=== WHAT YOU WILL DO ===
The expected answer comprises all lines from the entries that contain the string "class".

=== PROVIDED ENTRIES ===
· · · ·
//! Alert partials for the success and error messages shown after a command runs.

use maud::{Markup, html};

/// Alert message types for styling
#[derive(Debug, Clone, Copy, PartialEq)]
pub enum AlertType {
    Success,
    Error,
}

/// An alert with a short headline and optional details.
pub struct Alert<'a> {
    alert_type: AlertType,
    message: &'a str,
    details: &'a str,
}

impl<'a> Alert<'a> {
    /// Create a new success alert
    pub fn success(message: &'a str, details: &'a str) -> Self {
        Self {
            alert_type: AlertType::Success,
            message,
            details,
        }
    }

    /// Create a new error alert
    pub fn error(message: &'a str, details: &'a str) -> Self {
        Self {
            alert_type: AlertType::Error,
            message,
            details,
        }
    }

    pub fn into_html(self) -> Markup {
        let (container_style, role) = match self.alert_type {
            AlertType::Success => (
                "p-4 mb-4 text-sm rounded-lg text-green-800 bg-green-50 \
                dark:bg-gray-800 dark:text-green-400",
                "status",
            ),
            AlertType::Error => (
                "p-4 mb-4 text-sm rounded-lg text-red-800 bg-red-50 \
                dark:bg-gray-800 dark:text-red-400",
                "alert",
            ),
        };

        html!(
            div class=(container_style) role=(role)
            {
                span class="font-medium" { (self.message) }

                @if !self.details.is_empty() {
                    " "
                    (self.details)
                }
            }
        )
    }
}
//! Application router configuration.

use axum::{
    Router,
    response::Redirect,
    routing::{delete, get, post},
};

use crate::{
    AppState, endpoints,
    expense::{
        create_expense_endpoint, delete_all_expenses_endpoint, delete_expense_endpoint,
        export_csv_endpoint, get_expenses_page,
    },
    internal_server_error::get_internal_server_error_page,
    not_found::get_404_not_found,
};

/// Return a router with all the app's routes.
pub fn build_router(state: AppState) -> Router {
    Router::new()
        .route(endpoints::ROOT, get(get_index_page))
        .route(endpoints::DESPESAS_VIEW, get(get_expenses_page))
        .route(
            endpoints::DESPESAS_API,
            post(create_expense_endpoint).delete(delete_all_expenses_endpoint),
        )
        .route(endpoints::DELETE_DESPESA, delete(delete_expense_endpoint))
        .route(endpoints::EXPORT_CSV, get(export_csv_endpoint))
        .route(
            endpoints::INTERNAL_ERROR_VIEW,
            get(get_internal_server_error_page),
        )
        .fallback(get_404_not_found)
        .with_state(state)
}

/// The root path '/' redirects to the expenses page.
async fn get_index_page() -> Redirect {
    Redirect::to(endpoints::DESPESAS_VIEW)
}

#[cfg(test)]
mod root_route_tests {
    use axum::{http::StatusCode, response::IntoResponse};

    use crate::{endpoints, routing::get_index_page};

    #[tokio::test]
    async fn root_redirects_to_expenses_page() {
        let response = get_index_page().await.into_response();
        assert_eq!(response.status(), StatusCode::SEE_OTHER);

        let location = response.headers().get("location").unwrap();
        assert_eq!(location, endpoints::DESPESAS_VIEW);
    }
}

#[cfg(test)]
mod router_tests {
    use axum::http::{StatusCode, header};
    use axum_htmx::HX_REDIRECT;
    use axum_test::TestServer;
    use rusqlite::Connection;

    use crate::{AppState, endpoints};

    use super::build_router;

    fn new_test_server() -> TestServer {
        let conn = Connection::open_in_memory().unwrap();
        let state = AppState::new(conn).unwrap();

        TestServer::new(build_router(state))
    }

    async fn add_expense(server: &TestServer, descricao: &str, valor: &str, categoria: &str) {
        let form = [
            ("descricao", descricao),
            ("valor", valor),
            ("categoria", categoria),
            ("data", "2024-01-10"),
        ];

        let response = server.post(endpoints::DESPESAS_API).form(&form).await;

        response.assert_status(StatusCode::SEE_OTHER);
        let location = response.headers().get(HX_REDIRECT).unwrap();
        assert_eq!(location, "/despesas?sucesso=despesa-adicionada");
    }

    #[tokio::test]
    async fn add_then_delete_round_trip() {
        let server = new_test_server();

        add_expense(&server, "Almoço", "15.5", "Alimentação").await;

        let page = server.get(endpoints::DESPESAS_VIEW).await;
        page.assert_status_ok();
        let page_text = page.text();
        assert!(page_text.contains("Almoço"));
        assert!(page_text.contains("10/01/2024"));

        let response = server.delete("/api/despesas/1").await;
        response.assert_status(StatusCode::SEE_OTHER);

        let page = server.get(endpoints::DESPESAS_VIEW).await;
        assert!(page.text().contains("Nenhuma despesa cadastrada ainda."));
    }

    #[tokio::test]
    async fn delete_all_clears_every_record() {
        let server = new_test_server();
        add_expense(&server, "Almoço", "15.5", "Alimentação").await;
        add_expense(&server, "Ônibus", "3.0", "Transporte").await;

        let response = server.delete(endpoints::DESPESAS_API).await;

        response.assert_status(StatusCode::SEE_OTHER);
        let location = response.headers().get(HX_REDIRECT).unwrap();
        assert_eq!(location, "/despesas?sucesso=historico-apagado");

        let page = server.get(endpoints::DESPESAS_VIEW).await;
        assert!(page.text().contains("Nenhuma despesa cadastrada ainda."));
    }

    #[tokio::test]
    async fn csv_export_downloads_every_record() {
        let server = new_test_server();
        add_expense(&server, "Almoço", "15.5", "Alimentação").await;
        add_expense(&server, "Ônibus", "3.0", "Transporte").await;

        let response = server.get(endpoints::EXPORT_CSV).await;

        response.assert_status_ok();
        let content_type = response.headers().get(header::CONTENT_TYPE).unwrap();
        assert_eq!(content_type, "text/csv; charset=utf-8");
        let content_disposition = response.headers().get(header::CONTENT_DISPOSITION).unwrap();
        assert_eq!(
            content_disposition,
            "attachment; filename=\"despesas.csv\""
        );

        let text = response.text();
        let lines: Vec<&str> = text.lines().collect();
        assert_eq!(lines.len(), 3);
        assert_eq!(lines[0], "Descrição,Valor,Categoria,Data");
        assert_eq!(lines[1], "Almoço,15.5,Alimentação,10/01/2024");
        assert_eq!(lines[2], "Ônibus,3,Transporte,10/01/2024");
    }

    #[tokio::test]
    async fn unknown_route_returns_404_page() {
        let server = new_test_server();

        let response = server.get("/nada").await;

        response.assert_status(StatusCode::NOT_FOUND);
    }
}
· · · ·
=== YOUR RESPONSE ===
            div class=(container_style) role=(role)
                span class="font-medium" { (self.message) }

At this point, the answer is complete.